[EXERCISE]:
Copy out all the lines in the records that include the word "ProposedActions".

[STORED DATA]:

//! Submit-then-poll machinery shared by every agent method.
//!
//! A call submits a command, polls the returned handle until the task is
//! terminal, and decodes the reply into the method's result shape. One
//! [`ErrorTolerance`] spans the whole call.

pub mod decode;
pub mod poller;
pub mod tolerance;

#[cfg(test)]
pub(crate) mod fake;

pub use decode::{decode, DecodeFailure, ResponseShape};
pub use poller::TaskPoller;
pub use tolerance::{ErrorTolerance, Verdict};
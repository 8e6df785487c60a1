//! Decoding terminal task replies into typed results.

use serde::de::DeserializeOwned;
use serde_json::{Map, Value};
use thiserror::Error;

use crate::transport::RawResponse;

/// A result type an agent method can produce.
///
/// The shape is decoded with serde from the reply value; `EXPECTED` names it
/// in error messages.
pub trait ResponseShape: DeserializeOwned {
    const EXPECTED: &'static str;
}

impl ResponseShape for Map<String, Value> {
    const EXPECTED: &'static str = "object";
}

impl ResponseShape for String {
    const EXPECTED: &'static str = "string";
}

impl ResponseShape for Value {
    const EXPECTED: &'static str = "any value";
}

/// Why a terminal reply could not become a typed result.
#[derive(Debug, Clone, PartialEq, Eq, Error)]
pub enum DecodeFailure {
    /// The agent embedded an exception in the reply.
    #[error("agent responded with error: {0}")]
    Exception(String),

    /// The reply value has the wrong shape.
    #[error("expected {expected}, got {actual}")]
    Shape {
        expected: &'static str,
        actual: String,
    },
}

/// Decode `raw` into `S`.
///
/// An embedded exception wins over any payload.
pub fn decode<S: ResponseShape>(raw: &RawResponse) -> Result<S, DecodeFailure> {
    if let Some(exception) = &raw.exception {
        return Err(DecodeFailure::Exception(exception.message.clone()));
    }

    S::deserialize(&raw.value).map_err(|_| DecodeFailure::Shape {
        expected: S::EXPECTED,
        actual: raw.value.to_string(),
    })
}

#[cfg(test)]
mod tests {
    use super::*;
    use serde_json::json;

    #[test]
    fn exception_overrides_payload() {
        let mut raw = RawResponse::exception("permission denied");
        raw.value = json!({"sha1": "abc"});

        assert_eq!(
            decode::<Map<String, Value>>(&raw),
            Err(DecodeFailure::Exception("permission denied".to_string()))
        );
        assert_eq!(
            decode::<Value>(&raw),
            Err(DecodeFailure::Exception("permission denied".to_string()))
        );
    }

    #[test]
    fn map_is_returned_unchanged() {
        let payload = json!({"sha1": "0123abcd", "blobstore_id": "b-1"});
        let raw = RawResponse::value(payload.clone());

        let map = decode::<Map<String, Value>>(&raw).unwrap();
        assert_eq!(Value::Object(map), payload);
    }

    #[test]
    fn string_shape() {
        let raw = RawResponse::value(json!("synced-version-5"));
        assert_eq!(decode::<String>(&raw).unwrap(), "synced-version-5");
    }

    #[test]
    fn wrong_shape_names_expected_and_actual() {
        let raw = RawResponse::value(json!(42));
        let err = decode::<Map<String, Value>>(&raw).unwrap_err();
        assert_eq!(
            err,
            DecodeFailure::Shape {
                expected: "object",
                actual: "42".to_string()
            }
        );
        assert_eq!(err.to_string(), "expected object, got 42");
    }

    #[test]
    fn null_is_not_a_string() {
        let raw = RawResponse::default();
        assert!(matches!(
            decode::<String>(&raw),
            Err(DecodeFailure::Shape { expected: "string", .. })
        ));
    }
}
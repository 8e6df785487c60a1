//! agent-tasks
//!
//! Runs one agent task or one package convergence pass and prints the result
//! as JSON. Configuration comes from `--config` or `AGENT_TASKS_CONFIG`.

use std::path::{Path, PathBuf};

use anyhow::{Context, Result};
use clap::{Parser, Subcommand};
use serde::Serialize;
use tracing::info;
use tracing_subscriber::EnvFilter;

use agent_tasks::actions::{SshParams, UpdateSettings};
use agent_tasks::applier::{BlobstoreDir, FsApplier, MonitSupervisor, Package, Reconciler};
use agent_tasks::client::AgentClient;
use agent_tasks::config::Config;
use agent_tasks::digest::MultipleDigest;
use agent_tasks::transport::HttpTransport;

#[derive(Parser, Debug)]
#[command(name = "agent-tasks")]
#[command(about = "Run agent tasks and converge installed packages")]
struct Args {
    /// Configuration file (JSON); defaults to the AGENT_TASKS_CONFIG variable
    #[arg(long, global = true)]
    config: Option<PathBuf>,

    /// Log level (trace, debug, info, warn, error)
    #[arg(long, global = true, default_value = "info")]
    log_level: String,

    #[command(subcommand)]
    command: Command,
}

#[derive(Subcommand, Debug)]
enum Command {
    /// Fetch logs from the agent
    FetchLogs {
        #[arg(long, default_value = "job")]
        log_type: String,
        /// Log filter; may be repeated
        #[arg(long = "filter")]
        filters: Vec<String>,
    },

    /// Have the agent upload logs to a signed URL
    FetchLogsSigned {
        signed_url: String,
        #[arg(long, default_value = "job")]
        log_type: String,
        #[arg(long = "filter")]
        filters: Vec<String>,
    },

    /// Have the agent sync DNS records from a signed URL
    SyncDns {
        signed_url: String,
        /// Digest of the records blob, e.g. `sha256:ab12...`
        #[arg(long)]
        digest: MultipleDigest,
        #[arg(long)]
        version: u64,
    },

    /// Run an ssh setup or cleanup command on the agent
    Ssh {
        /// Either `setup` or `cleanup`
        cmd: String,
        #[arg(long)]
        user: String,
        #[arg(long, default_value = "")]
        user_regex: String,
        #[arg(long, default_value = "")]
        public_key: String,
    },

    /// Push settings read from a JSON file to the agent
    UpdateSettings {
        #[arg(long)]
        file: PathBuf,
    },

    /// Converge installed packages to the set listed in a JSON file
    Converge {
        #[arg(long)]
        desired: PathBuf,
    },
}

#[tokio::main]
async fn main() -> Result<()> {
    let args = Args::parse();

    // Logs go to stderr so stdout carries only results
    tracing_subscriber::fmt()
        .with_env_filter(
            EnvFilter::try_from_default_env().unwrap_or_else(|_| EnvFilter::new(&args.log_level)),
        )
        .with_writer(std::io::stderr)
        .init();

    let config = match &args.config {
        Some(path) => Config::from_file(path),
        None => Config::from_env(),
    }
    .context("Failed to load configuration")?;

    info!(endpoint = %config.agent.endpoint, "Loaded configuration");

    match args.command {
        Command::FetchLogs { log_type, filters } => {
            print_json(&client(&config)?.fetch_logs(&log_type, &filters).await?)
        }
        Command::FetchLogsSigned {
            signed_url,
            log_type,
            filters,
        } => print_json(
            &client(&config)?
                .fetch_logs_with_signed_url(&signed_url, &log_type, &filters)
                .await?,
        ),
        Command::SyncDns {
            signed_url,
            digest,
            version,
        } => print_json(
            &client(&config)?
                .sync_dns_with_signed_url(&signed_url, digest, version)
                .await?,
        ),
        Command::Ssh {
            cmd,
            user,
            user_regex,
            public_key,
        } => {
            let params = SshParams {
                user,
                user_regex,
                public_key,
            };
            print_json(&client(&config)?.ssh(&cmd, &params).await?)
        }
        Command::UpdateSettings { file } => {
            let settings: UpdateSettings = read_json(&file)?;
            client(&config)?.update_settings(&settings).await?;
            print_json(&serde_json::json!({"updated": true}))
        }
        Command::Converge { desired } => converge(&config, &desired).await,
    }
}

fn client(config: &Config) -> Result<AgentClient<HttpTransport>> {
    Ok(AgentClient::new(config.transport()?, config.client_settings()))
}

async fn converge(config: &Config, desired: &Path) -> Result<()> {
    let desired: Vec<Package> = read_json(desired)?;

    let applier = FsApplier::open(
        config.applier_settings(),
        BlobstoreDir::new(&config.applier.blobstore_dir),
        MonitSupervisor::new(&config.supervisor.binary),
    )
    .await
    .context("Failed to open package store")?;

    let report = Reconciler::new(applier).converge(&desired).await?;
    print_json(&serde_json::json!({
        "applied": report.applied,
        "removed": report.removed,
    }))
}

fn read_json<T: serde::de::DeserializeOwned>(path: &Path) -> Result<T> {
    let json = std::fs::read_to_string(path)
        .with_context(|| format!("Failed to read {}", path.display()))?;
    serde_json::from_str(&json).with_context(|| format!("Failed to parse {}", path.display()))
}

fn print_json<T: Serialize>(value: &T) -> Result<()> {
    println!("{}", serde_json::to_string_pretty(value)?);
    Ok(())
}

...

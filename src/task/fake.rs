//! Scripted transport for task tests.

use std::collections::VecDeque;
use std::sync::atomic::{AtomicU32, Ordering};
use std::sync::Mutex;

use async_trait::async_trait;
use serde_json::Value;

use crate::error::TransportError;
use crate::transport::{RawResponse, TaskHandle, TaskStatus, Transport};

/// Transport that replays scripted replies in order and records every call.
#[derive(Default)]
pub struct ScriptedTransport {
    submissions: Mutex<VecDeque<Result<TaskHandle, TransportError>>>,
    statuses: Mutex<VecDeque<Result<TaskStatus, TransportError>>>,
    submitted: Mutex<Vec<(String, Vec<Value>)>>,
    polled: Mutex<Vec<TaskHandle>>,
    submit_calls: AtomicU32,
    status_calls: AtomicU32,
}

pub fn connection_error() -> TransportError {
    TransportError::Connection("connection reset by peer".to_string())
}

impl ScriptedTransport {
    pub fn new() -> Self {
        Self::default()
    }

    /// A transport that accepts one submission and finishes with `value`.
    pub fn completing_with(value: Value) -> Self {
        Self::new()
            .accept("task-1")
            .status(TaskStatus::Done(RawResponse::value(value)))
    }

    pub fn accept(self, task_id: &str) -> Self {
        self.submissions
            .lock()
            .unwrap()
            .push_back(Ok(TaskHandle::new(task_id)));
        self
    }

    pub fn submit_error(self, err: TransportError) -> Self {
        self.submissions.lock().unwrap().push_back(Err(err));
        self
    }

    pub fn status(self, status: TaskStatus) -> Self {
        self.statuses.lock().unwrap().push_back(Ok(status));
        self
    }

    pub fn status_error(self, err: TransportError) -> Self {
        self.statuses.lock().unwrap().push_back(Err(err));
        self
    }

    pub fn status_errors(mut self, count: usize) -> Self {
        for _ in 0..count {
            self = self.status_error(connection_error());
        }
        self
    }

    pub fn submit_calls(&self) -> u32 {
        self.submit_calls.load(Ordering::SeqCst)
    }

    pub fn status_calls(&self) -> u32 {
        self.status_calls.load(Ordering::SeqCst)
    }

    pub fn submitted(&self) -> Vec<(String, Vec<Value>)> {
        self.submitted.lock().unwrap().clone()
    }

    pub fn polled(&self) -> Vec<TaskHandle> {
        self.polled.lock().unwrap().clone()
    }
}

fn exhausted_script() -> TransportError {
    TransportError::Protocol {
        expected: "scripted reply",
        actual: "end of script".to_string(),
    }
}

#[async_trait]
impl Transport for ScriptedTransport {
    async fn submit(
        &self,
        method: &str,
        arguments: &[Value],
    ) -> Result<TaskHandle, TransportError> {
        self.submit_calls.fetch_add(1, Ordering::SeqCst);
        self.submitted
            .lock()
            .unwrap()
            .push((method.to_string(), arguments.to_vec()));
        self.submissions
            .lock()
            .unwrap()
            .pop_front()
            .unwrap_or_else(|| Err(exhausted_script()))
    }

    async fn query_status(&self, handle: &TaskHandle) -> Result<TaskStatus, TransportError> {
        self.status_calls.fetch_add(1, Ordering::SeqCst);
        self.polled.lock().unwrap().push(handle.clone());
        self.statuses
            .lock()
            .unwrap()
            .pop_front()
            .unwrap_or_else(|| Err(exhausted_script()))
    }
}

* * *

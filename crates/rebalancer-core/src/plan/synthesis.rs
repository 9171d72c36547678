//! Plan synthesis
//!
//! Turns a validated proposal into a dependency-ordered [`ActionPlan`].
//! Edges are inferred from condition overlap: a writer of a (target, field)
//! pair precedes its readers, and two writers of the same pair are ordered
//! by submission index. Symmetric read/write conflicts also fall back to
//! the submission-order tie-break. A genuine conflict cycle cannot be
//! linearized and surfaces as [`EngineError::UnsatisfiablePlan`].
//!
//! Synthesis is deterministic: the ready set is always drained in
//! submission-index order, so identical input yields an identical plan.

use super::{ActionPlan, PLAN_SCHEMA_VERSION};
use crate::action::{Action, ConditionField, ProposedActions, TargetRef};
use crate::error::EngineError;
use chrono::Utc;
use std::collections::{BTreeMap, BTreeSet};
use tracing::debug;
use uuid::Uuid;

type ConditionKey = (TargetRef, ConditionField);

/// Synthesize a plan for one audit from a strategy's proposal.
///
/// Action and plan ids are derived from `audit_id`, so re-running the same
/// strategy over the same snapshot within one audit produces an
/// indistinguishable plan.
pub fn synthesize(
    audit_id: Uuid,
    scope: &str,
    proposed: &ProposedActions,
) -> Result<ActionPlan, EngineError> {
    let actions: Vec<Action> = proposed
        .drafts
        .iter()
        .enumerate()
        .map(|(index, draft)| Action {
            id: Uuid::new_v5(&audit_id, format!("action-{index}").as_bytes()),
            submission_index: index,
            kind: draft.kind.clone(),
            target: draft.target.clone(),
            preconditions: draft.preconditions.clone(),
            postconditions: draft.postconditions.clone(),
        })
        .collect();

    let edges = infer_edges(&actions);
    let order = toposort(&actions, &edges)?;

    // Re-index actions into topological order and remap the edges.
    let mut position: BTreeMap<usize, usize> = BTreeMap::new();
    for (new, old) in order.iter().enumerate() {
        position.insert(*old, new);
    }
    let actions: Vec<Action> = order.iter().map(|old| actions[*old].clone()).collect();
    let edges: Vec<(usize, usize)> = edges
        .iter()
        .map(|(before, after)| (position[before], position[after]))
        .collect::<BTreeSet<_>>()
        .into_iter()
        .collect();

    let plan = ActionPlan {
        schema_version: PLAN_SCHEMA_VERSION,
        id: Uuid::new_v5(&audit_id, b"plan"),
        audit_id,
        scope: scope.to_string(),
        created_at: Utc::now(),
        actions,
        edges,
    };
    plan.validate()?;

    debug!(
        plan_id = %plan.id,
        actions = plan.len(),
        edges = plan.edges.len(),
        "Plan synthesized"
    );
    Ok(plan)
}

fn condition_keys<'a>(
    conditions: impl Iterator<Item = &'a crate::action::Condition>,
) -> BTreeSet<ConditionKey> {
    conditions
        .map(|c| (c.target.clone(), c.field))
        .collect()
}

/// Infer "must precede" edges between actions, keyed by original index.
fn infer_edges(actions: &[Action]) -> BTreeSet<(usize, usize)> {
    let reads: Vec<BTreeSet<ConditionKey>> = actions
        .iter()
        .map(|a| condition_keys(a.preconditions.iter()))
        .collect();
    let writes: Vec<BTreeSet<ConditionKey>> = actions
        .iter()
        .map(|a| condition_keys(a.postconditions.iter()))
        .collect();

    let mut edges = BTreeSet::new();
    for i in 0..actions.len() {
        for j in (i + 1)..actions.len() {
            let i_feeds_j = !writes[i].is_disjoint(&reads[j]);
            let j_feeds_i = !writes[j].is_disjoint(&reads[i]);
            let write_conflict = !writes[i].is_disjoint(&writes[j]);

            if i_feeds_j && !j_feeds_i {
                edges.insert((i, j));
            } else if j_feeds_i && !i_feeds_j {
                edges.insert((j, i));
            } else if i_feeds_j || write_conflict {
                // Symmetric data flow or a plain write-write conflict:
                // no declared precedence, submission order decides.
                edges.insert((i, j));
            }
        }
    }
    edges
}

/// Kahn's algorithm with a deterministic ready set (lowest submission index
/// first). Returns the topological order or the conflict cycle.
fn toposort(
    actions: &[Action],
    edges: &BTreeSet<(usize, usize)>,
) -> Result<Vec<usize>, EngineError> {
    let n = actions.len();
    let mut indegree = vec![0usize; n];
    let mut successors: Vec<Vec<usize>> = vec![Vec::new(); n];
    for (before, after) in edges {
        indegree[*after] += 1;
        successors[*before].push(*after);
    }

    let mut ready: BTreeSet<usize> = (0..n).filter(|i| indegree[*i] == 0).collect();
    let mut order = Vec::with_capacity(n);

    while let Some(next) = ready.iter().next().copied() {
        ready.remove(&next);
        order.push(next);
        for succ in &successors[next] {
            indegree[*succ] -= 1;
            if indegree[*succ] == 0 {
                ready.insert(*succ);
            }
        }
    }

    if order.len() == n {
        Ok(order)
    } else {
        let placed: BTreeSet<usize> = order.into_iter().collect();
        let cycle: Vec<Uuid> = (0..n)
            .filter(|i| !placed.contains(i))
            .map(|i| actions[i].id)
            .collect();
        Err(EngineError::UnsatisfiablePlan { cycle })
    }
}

[EXERCISE OUTPUT]:
use crate::action::{Action, ConditionField, ProposedActions, TargetRef};
    proposed: &ProposedActions,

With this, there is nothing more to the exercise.